**WHAT IS BEING ASKED**
Exactly as written, output each of the entries below.

**ENTRIES SHOWN**
impl CatalogApplicationService {
    /// 新しいカタログアプリケーションサービスを作成
    ///
    /// # Arguments
    /// * `catalog_repository` - カタログリポジトリ
    /// * `unit_of_work_factory` - 作業単位ファクトリ（在庫補充に使用）
    pub fn new(
        catalog_repository: Arc<dyn CatalogRepository>,
        unit_of_work_factory: Arc<dyn UnitOfWorkFactory>,
    ) -> Self {
        Self {
            catalog_repository,
            unit_of_work_factory,
        }
    }

    pub async fn create_category(
        &self,
        caller: &Caller,
        name: String,
    ) -> Result<Category, ApplicationError> {
        require_admin(caller)?;
        let category = Category::new(CategoryId::new(), name)?;
        self.catalog_repository.save_category(&category).await?;
        tracing::info!(category_id = %category.id(), "category created");
        Ok(category)
    }

    pub async fn rename_category(
        &self,
        caller: &Caller,
        category_id: CategoryId,
        name: String,
    ) -> Result<Category, ApplicationError> {
        require_admin(caller)?;
        let mut category = self
            .catalog_repository
            .find_category(category_id)
            .await?
            .ok_or_else(|| category_not_found(category_id))?;
        category.rename(name)?;
        self.catalog_repository.save_category(&category).await?;
        Ok(category)
    }

    /// カテゴリを削除する（所属商品も削除される）
    pub async fn delete_category(
        &self,
        caller: &Caller,
        category_id: CategoryId,
    ) -> Result<(), ApplicationError> {
        require_admin(caller)?;
        if !self.catalog_repository.delete_category(category_id).await? {
            return Err(category_not_found(category_id));
        }
        tracing::info!(category_id = %category_id, "category deleted");
        Ok(())
    }

    /// 商品を登録する
    ///
    /// # Arguments
    /// * `caller` - 呼び出し元（管理者のみ）
    /// * `category_id` - 所属カテゴリ
    /// * `name` - 商品名
    /// * `description` - 説明
    /// * `price` - 価格（生の入力値）
    /// * `stock` - 初期在庫数（生の入力値）
    pub async fn create_product(
        &self,
        caller: &Caller,
        category_id: CategoryId,
        name: String,
        description: String,
        price: i64,
        stock: i64,
    ) -> Result<Product, ApplicationError> {
        require_admin(caller)?;
        let price = Price::new(price)?;
        let stock = parse_stock(stock)?;

        if self
            .catalog_repository
            .find_category(category_id)
            .await?
            .is_none()
        {
            return Err(category_not_found(category_id));
        }

        let product = Product::new(ProductId::new(), category_id, name, description, price, stock)?;
        self.catalog_repository.insert_product(&product).await?;
        tracing::info!(product_id = %product.id(), stock, "product created");
        Ok(product)
    }

    /// 在庫を補充する（在庫数を指定値で上書きし、販売可否を導出し直す）
    #[tracing::instrument(skip(self, caller), fields(user_id = %caller.user_id()))]
    pub async fn restock(
        &self,
        caller: &Caller,
        product_id: ProductId,
        stock: i64,
    ) -> Result<Product, ApplicationError> {
        require_admin(caller)?;
        let stock = parse_stock(stock)?;

        let mut uow = self.unit_of_work_factory.begin().await?;
        if uow.lock_product(product_id).await?.is_none() {
            return Err(product_not_found(product_id));
        }
        // 予約済み数量を戻しても上限を超えない範囲に限る
        let reserved = uow.reserved_stock(product_id).await?;
        if u64::from(stock) + reserved > u64::from(MAX_STOCK) {
            return Err(DomainError::InvalidValue(format!(
                "在庫数と予約済み数量の合計は{}以下である必要があります: {} + {}",
                MAX_STOCK, stock, reserved
            ))
            .into());
        }
        let product = uow.set_stock(product_id, stock).await?;
        uow.commit().await?;

        tracing::info!(product_id = %product_id, stock, reserved, "product restocked");
        Ok(product)
    }

    /// 商品情報（カテゴリ・名前・説明・価格）を更新する
    /// 在庫数は変更しない
    pub async fn update_product(
        &self,
        caller: &Caller,
        product_id: ProductId,
        category_id: CategoryId,
        name: String,
        description: String,
        price: i64,
    ) -> Result<Product, ApplicationError> {
        require_admin(caller)?;
        let price = Price::new(price)?;

        let mut product = self
            .catalog_repository
            .find_product(product_id)
            .await?
            .ok_or_else(|| product_not_found(product_id))?;
        if self
            .catalog_repository
            .find_category(category_id)
            .await?
            .is_none()
        {
            return Err(category_not_found(category_id));
        }
        product.update_details(category_id, name, description, price)?;

        if !self.catalog_repository.update_product(&product).await? {
            return Err(product_not_found(product_id));
        }
        // 在庫数は保存済みの最新値を返す
        let product = self
            .catalog_repository
            .find_product(product_id)
            .await?
            .ok_or_else(|| product_not_found(product_id))?;
        tracing::info!(product_id = %product_id, "product updated");
        Ok(product)
    }

    /// 商品を削除する
    /// 注文明細から参照されている商品は削除できない
    pub async fn delete_product(
        &self,
        caller: &Caller,
        product_id: ProductId,
    ) -> Result<(), ApplicationError> {
        require_admin(caller)?;
        if !self.catalog_repository.delete_product(product_id).await? {
            return Err(product_not_found(product_id));
        }
        tracing::info!(product_id = %product_id, "product deleted");
        Ok(())
    }
}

**RESPONSE TO THE EXERCISE**
impl CatalogApplicationService {
    /// 新しいカタログアプリケーションサービスを作成
    ///
    /// # Arguments
    /// * `catalog_repository` - カタログリポジトリ
    /// * `unit_of_work_factory` - 作業単位ファクトリ（在庫補充に使用）
    pub fn new(
        catalog_repository: Arc<dyn CatalogRepository>,
        unit_of_work_factory: Arc<dyn UnitOfWorkFactory>,
    ) -> Self {
        Self {
            catalog_repository,
            unit_of_work_factory,
        }
    }

    pub async fn create_category(
        &self,
        caller: &Caller,
        name: String,
    ) -> Result<Category, ApplicationError> {
        require_admin(caller)?;
        let category = Category::new(CategoryId::new(), name)?;
        self.catalog_repository.save_category(&category).await?;
        tracing::info!(category_id = %category.id(), "category created");
        Ok(category)
    }

    pub async fn rename_category(
        &self,
        caller: &Caller,
        category_id: CategoryId,
        name: String,
    ) -> Result<Category, ApplicationError> {
        require_admin(caller)?;
        let mut category = self
            .catalog_repository
            .find_category(category_id)
            .await?
            .ok_or_else(|| category_not_found(category_id))?;
        category.rename(name)?;
        self.catalog_repository.save_category(&category).await?;
        Ok(category)
    }

    /// カテゴリを削除する（所属商品も削除される）
    pub async fn delete_category(
        &self,
        caller: &Caller,
        category_id: CategoryId,
    ) -> Result<(), ApplicationError> {
        require_admin(caller)?;
        if !self.catalog_repository.delete_category(category_id).await? {
            return Err(category_not_found(category_id));
        }
        tracing::info!(category_id = %category_id, "category deleted");
        Ok(())
    }

    /// 商品を登録する
    ///
    /// # Arguments
    /// * `caller` - 呼び出し元（管理者のみ）
    /// * `category_id` - 所属カテゴリ
    /// * `name` - 商品名
    /// * `description` - 説明
    /// * `price` - 価格（生の入力値）
    /// * `stock` - 初期在庫数（生の入力値）
    pub async fn create_product(
        &self,
        caller: &Caller,
        category_id: CategoryId,
        name: String,
        description: String,
        price: i64,
        stock: i64,
    ) -> Result<Product, ApplicationError> {
        require_admin(caller)?;
        let price = Price::new(price)?;
        let stock = parse_stock(stock)?;

        if self
            .catalog_repository
            .find_category(category_id)
            .await?
            .is_none()
        {
            return Err(category_not_found(category_id));
        }

        let product = Product::new(ProductId::new(), category_id, name, description, price, stock)?;
        self.catalog_repository.insert_product(&product).await?;
        tracing::info!(product_id = %product.id(), stock, "product created");
        Ok(product)
    }

    /// 在庫を補充する（在庫数を指定値で上書きし、販売可否を導出し直す）
    #[tracing::instrument(skip(self, caller), fields(user_id = %caller.user_id()))]
    pub async fn restock(
        &self,
        caller: &Caller,
        product_id: ProductId,
        stock: i64,
    ) -> Result<Product, ApplicationError> {
        require_admin(caller)?;
        let stock = parse_stock(stock)?;

        let mut uow = self.unit_of_work_factory.begin().await?;
        if uow.lock_product(product_id).await?.is_none() {
            return Err(product_not_found(product_id));
        }
        // 予約済み数量を戻しても上限を超えない範囲に限る
        let reserved = uow.reserved_stock(product_id).await?;
        if u64::from(stock) + reserved > u64::from(MAX_STOCK) {
            return Err(DomainError::InvalidValue(format!(
                "在庫数と予約済み数量の合計は{}以下である必要があります: {} + {}",
                MAX_STOCK, stock, reserved
            ))
            .into());
        }
        let product = uow.set_stock(product_id, stock).await?;
        uow.commit().await?;

        tracing::info!(product_id = %product_id, stock, reserved, "product restocked");
        Ok(product)
    }

    /// 商品情報（カテゴリ・名前・説明・価格）を更新する
    /// 在庫数は変更しない
    pub async fn update_product(
        &self,
        caller: &Caller,
        product_id: ProductId,
        category_id: CategoryId,
        name: String,
        description: String,
        price: i64,
    ) -> Result<Product, ApplicationError> {
        require_admin(caller)?;
        let price = Price::new(price)?;

        let mut product = self
            .catalog_repository
            .find_product(product_id)
            .await?
            .ok_or_else(|| product_not_found(product_id))?;
        if self
            .catalog_repository
            .find_category(category_id)
            .await?
            .is_none()
        {
            return Err(category_not_found(category_id));
        }
        product.update_details(category_id, name, description, price)?;

        if !self.catalog_repository.update_product(&product).await? {
            return Err(product_not_found(product_id));
        }
        // 在庫数は保存済みの最新値を返す
        let product = self
            .catalog_repository
            .find_product(product_id)
            .await?
            .ok_or_else(|| product_not_found(product_id))?;
        tracing::info!(product_id = %product_id, "product updated");
        Ok(product)
    }

    /// 商品を削除する
    /// 注文明細から参照されている商品は削除できない
    pub async fn delete_product(
        &self,
        caller: &Caller,
        product_id: ProductId,
    ) -> Result<(), ApplicationError> {
        require_admin(caller)?;
        if !self.catalog_repository.delete_product(product_id).await? {
            return Err(product_not_found(product_id));
        }
        tracing::info!(product_id = %product_id, "product deleted");
        Ok(())
    }
}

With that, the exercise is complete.